Summary for Lay Audience

Aerial insectivores, those which feed on flying insects, have been declining for decades. Among many factors, the quality of insect prey is important to support the growth and health of young birds. Insects that emerge as adults from water supply more beneficial omega-3 fatty acids than insects that are land-based. However, aerial insectivores may also make their own fatty acids from more common fatty acids. I assessed the diet quality and the ability of aerial insectivores to convert fatty acids. I also assessed how fatty acids from the diet appear in the blood, and the use of sugars versus fats.

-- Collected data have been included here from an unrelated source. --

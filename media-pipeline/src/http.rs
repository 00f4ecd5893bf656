//! HTTP API - transcode triggering, rendition listing, quality switching
//! and byte-range streaming
// Copyright 2025 Vodforge Contributors
//
// Licensed under the Apache License, Version 2.0 (the "License");
// you may not use this file except in compliance with the License.
// You may obtain a copy of the License at
//
//     http://www.apache.org/licenses/LICENSE-2.0
//
// Unless required by applicable law or agreed to in writing, software
// distributed under the License is distributed on an "AS IS" BASIS,
// WITHOUT WARRANTIES OR CONDITIONS OF ANY KIND, either express or implied.
// See the License for the specific language governing permissions and
// limitations under the License.


use axum::{
    body::Body,
    extract::{Path, Query, State},
    http::{header, HeaderMap, HeaderName, HeaderValue, StatusCode},
    response::{IntoResponse, Json, Response},
    routing::{delete, get, post},
    Router,
};
use serde::Deserialize;
use serde_json::json;
use std::path::PathBuf;
use std::sync::Arc;
use tracing::{error, info};
use uuid::Uuid;

use crate::catalog::AssetCatalog;
use crate::health;
use crate::orchestrator::{rendition_output_path, TranscodeOrchestrator};
use crate::range::{serve_file, ServeReply};
use crate::registry::RenditionRegistry;
use crate::resolver::QualityResolver;
use vodforge_types::{PipelineError, Rendition};

/// Shared state for all HTTP handlers
#[derive(Clone)]
pub struct AppState {
    pub catalog: AssetCatalog,
    pub registry: RenditionRegistry,
    pub resolver: QualityResolver,
    pub orchestrator: Arc<TranscodeOrchestrator>,
    pub media_root: PathBuf,
    pub cache_max_age_secs: u64,
}

/// Build the service router
pub fn router(state: AppState) -> Router {
    Router::new()
        .route("/health", get(health::health_check))
        .route("/api/transcode", post(start_transcode))
        .route("/api/assets/:asset_id/renditions", get(list_renditions))
        .route("/api/assets/:asset_id/best", get(best_quality))
        .route("/api/assets/:asset_id", delete(delete_asset))
        .route("/api/change-resolution", post(change_resolution))
        .route("/stream/source/:asset_id", get(stream_source))
        .route("/stream/:asset_id/:quality", get(stream_rendition))
        .with_state(state)
}

/// Typed pipeline error mapped onto a client-visible status code
pub struct ApiError(PipelineError);

impl From<PipelineError> for ApiError {
    fn from(err: PipelineError) -> Self {
        Self(err)
    }
}

impl IntoResponse for ApiError {
    fn into_response(self) -> Response {
        let status = match &self.0 {
            PipelineError::SourceNotFound(_)
            | PipelineError::AssetNotFound(_)
            | PipelineError::NoRenditionAvailable(_) => StatusCode::NOT_FOUND,
            PipelineError::FileMissing(what) => {
                // Registry claims availability but the bytes are gone:
                // registry/storage divergence, an operator problem.
                error!(
                    rendition = what,
                    "Rendition marked available but file missing on disk"
                );
                StatusCode::NOT_FOUND
            }
            PipelineError::UnknownQuality(_) => StatusCode::BAD_REQUEST,
            PipelineError::RangeNotSatisfiable(_) => StatusCode::RANGE_NOT_SATISFIABLE,
            PipelineError::EncoderUnavailable(_) => StatusCode::SERVICE_UNAVAILABLE,
            PipelineError::EncodeFailed { .. } | PipelineError::Io(_) => {
                StatusCode::INTERNAL_SERVER_ERROR
            }
        };
        (status, Json(json!({ "error": self.0.to_string() }))).into_response()
    }
}

#[derive(Debug, Deserialize)]
pub struct TranscodeRequest {
    pub asset_id: Uuid,
    pub source_path: PathBuf,
    pub original_filename: String,
    /// Re-encode rungs that are already COMPLETED. Default: skip them.
    #[serde(default)]
    pub force: bool,
}

/// Trigger transcoding of an uploaded source. Fire-and-forget: the
/// response returns as soon as the job is scheduled.
async fn start_transcode(
    State(state): State<AppState>,
    Json(request): Json<TranscodeRequest>,
) -> Result<impl IntoResponse, ApiError> {
    let asset = state
        .catalog
        .register(
            request.asset_id,
            request.source_path,
            request.original_filename,
        )
        .await?;

    let handle = state
        .orchestrator
        .process_to_renditions(asset.asset_id, asset.storage_path, request.force)
        .await?;
    // The job reports through the registry; the settled report is logged
    // by the job task itself.
    drop(handle);

    info!(asset_id = %asset.asset_id, "Transcode job accepted");
    Ok((
        StatusCode::ACCEPTED,
        Json(json!({ "status": "PROCESSING", "asset_id": asset.asset_id })),
    ))
}

/// All rendition rows of an asset, in ladder order.
async fn list_renditions(
    State(state): State<AppState>,
    Path(asset_id): Path<Uuid>,
) -> Result<Json<Vec<Rendition>>, ApiError> {
    if state.catalog.get(asset_id).await.is_none() {
        return Err(PipelineError::AssetNotFound(asset_id).into());
    }

    let ladder = state.orchestrator.ladder();
    let mut rows = state.registry.find_by_asset(asset_id).await;
    rows.sort_by_key(|row| ladder.position(&row.quality).unwrap_or(usize::MAX));
    Ok(Json(rows))
}

#[derive(Debug, Deserialize)]
pub struct BestQualityQuery {
    pub preferred: Option<String>,
}

async fn best_quality(
    State(state): State<AppState>,
    Path(asset_id): Path<Uuid>,
    Query(query): Query<BestQualityQuery>,
) -> Result<Json<serde_json::Value>, ApiError> {
    let quality = state
        .resolver
        .best_available(asset_id, query.preferred.as_deref())
        .await?;
    Ok(Json(json!({ "asset_id": asset_id, "quality": quality })))
}

#[derive(Debug, Deserialize)]
pub struct ChangeResolutionRequest {
    pub asset_id: Uuid,
    pub quality: String,
    pub current_time: Option<f64>,
}

async fn change_resolution(
    State(state): State<AppState>,
    Json(request): Json<ChangeResolutionRequest>,
) -> Result<impl IntoResponse, ApiError> {
    let switch = state
        .resolver
        .change_resolution(request.asset_id, &request.quality, request.current_time)
        .await?;
    Ok(Json(switch))
}

async fn delete_asset(
    State(state): State<AppState>,
    Path(asset_id): Path<Uuid>,
) -> Result<StatusCode, ApiError> {
    state
        .catalog
        .delete_cascading(asset_id, &state.registry, &state.media_root)
        .await?;
    Ok(StatusCode::NO_CONTENT)
}

/// Stream rendition bytes with Range support.
///
/// Availability is resolved before the byte server is invoked; the byte
/// server itself never sees encoding state and is only ever pointed at a
/// COMPLETED rendition's final path.
async fn stream_rendition(
    State(state): State<AppState>,
    Path((asset_id, quality)): Path<(Uuid, String)>,
    headers: HeaderMap,
) -> Result<Response, ApiError> {
    if !state.resolver.is_available(asset_id, &quality).await {
        return Err(PipelineError::NoRenditionAvailable(asset_id).into());
    }

    let path = rendition_output_path(&state.media_root, asset_id, &quality);
    let reply = serve_file(&path, range_header(&headers), state.cache_max_age_secs).await;

    if reply.status == 404 {
        // The registry said available; the bytes disagree.
        return Err(PipelineError::FileMissing(format!("{}/{}", asset_id, quality)).into());
    }
    Ok(reply_into_response(reply))
}

/// Stream the original source file with Range support.
async fn stream_source(
    State(state): State<AppState>,
    Path(asset_id): Path<Uuid>,
    headers: HeaderMap,
) -> Result<Response, ApiError> {
    let path = state.catalog.resolve_path(asset_id).await?;
    let reply = serve_file(&path, range_header(&headers), state.cache_max_age_secs).await;

    if reply.status == 404 {
        return Err(PipelineError::FileMissing(format!("{}/source", asset_id)).into());
    }
    Ok(reply_into_response(reply))
}

fn range_header(headers: &HeaderMap) -> Option<&str> {
    headers.get(header::RANGE).and_then(|v| v.to_str().ok())
}

fn reply_into_response(reply: ServeReply) -> Response {
    let status =
        StatusCode::from_u16(reply.status).unwrap_or(StatusCode::INTERNAL_SERVER_ERROR);
    let mut response = Response::new(Body::from(reply.body));
    *response.status_mut() = status;
    for (name, value) in &reply.headers {
        if let (Ok(name), Ok(value)) = (
            HeaderName::from_bytes(name.as_bytes()),
            HeaderValue::from_str(value),
        ) {
            response.headers_mut().insert(name, value);
        }
    }
    response
}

I found that purple martins (Progne subis) and tree swallows (Tachycineta bicolor) had more aquatic diets than barn swallows (Hirundo rustica). Purple martin and tree swallow young fed aquatic insects along the lakeshore had more omega-3 fatty acids than birds inland. Yet, barn swallows fed land-based insects had among the most omega-3 fatty acids that were likely self-made. I later confirmed that barn swallows and purple martins were able to make their own fatty acids. This ability can allow young birds to cope with lacking fatty acids in their diet. Not all nutrients are equally incorporated nor used. In yellow-rumped warblers (Setophaga coronata), I found that omega-3 fatty acids from the diet appear in blood faster than other fatty acids. I also found that exhaled breath can be used to identify the source of sugars and fats. My thesis has shown that some birds may be at more risk of lacking fatty acids than others. For this reason, wetlands and their insects are important for these birds.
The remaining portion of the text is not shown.